Sew ALL the things

Guys… The project ADHD has not improved. I’m taking a couple low-key days because on Thursday and Friday of last week it got to the point where I felt like a human sewing machine, not a person.

Last Monday was finally the day in which my kirtle would get sleeves. I pulled out the Medieval Tailor’s Assistant and some pattern paper and jumped in.

Sleeve pattern 1: Forgot to halve my wrist measurement. Completely the wrong shape. Redo.

Sleeve pattern 2: Waaaay too big, couldn’t set it in. Redo.

Sleeve pattern 3: Fits, but….

That’s the limit of my arm movement, which is unhelpful.

After a cry for help on the facebooks Mistress Sylvie correctly diagnosed the problem as the armhole seam being too far out on my shoulder. I cut it in about an inch from these pictures and added the length to the top of the sleeve cap. Voila, use of my arms.

The kirtle is now getting a hem and eyelets, at which point it will be done other than hand-felling allllll the interior seams. Ugh.
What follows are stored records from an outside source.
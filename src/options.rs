// src/options.rs

//! Transform options shared by the text and tree transformers
//!
//! Every field is independently optional. The defaults here are the ones
//! used by the bare transforms; the bundle pipeline substitutes its own
//! exclusion default (see [`BUNDLE_EXCLUDE_FROM_DATA`]).

use serde::{Deserialize, Serialize};

/// Marker substituted for `:host` when no other tag is configured
pub const DEFAULT_HOST_TAG: &str = "&";

/// Attribute names the bundle pipeline exempts from the `data-` remap
/// when the caller does not provide an exclusion list
pub const BUNDLE_EXCLUDE_FROM_DATA: &[&str] = &["part"];

/// Options controlling how `:host` stylesheets are rewritten
#[derive(Debug, Clone, PartialEq, Eq, Serialize, Deserialize)]
#[serde(default, deny_unknown_fields)]
pub struct TransformOptions {
    /// Text substituted for `:host` in rewritten selectors
    pub host_tag: String,

    /// Cascade layer to wrap the output in (None or empty = no wrapping)
    pub layer: Option<String>,

    /// Rename plain attribute selectors to `data-*` attribute selectors
    pub data_attributes: bool,

    /// Attribute names left untouched by the `data-` remap
    ///
    /// `None` means "not configured", which the bundle pipeline treats
    /// differently from an explicit empty list.
    pub exclude_from_data: Option<Vec<String>>,
}

impl Default for TransformOptions {
    fn default() -> Self {
        Self {
            host_tag: DEFAULT_HOST_TAG.to_string(),
            layer: None,
            data_attributes: false,
            exclude_from_data: None,
        }
    }
}

impl TransformOptions {
    /// Create options with all defaults
    pub fn new() -> Self {
        Self::default()
    }

    pub fn with_host_tag(mut self, host_tag: impl Into<String>) -> Self {
        self.host_tag = host_tag.into();
        self
    }

    pub fn with_layer(mut self, layer: impl Into<String>) -> Self {
        self.layer = Some(layer.into());
        self
    }

    pub fn with_data_attributes(mut self, enabled: bool) -> Self {
        self.data_attributes = enabled;
        self
    }

    pub fn with_exclude_from_data<I, S>(mut self, names: I) -> Self
    where
        I: IntoIterator<Item = S>,
        S: Into<String>,
    {
        self.exclude_from_data = Some(names.into_iter().map(Into::into).collect());
        self
    }

    /// The layer name, if wrapping is requested
    pub fn layer(&self) -> Option<&str> {
        self.layer.as_deref().filter(|name| !name.is_empty())
    }

    /// Attribute names exempt from the `data-` remap (empty when unset)
    pub fn excluded(&self) -> &[String] {
        self.exclude_from_data.as_deref().unwrap_or(&[])
    }

    /// Fill in the bundle pipeline's exclusion default if none was given
    pub(crate) fn with_bundle_defaults(&self) -> Self {
        let mut options = self.clone();
        if options.exclude_from_data.is_none() {
            options.exclude_from_data = Some(
                BUNDLE_EXCLUDE_FROM_DATA
                    .iter()
                    .map(|name| name.to_string())
                    .collect(),
            );
        }
        options
    }
}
Darrin came to visit on Tuesday and we had a fun day touring all the fabric stores in Berkeley. I picked up some wool twill to make bias hose, more pattern paper, and some example trim pieces for my lace class at GWW. I also slightly bullied Darrin into getting 3.5 yards of clearance wool/cashmere coating to make a cloak so he won’t freeze. It was massively discounted because I am a good friend.
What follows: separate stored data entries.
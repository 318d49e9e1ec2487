// tests/common/mod.rs

//! Shared test utilities and helpers for integration tests.

#![allow(dead_code)]

use hostcss::TransformOptions;
use std::path::PathBuf;

/// Path to a fixture directory under tests/fixtures
pub fn fixture_dir(name: &str) -> PathBuf {
    PathBuf::from(env!("CARGO_MANIFEST_DIR"))
        .join("tests")
        .join("fixtures")
        .join(name)
}

/// Load the (input.css, output.css) pair of a fixture
pub fn load_fixture(name: &str) -> (String, String) {
    let dir = fixture_dir(name);
    let input = std::fs::read_to_string(dir.join("input.css")).unwrap();
    let output = std::fs::read_to_string(dir.join("output.css")).unwrap();
    (input, output)
}

/// Options with the data- remap on and the given exclusions
pub fn data_options(exclude: &[&str]) -> TransformOptions {
    TransformOptions::new()
        .with_data_attributes(true)
        .with_exclude_from_data(exclude.iter().copied())
}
We also spent a good hour at Moe’s Books looking at illuminated manuscript compilations.

14th C German

Darrin also tried on his new garb!

The drape on the surcote is a little odd without a belt but the cote looks awesome and the fit is perfect. I grabbed at the chance to mark the sleeve length while he was wearing it, too.
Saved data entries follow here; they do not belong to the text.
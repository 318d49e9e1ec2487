// src/hash.rs

//! Content names for transformed style blocks
//!
//! A content name is the first 8 hex characters of the SHA-256 digest of the
//! final CSS text. It identifies identical style blocks within one build; it
//! is not a security boundary (32 bits leaves room for collisions).

use sha2::{Digest, Sha256};

/// Length of a content name in hex characters
pub const NAME_LEN: usize = 8;

/// Full lowercase hex SHA-256 digest of `data`
pub fn sha256_hex(data: &[u8]) -> String {
    hex::encode(Sha256::digest(data))
}

/// Short content name for a block of CSS text
pub fn hash_name(css: &str) -> String {
    let mut digest = sha256_hex(css.as_bytes());
    digest.truncate(NAME_LEN);
    digest
}

#[cfg(test)]
mod tests {
    use super::*;

    #[test]
    fn test_sha256_known_value() {
        assert_eq!(
            sha256_hex(b"hello"),
            "2cf24dba5fb0a30e26e83b2ac5b9e29e1b161e5c1fa7425e73043362938b9824"
        );
    }

    #[test]
    fn test_hash_name_is_prefix() {
        assert_eq!(hash_name("hello"), "2cf24dba");
        assert_eq!(hash_name(""), "e3b0c442");
    }

    #[test]
    fn test_hash_name_shape() {
        let name = hash_name("color: red;");
        assert_eq!(name.len(), NAME_LEN);
        assert!(name.chars().all(|c| c.is_ascii_digit() || ('a'..='f').contains(&c)));
    }

    #[test]
    fn test_hash_name_deterministic() {
        assert_eq!(hash_name("&[id] { cursor: pointer; }"), hash_name("&[id] { cursor: pointer; }"));
        assert_ne!(hash_name("&[id] { cursor: pointer; }"), hash_name("&[id] { cursor: pointer;}"));
    }
}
I then fell of the straight and narrow slightly…. I said only 4 new garb pieces for me for GWW but I really am sick of my stupid rayon velvet cloak, and I’d been handsewing all day at work and wanted to use the machine, and….

Patterns of Fashion 3 #45b, loose gown 1570-1580. This particular one is German but it’s a style that originated in Spain.

And I need to squee for a second because that is scaled exactly from the book, plus seam allowances. I did not resize it at all. Whoever owned this gown in 1575 was exactly my size. It was almost a magical moment.

Those sleeves though…. Those sleeves are nuts. For one thing they’re not gathered

Those are my picked-apart mock-up pieces. Getting the shape right is dependent on having the right pieces in front and in back because they’re similar but not symmetrical. I had a moment of terror when I set the first real sleeve in because it didn’t look as good as the mock-up…. only to realize it was upside-down.

The gown itself is a Italian coatweight wool I got at Discount Fabrics for a steal. It was originally a funny teal color but some black acid dye and a lot of water turned it charcoal grey. The sleeves are interlined with a lightweight buckram and lined to the hip with the mock-up, which I made from an old sheet, probably linen.

My sewing machine wears part of a sleeve as a hat

It feels a bit like having beetle carapaces on your shoulder but I feel badass. This is getting beige silk bobbin lace motifs on the back where the original has couched cord designs.

T declared this my pimp coat (he was trying to convince me to make a Slavic one like Brekke has, but I’m sticking to Spain for now) and I can live with that.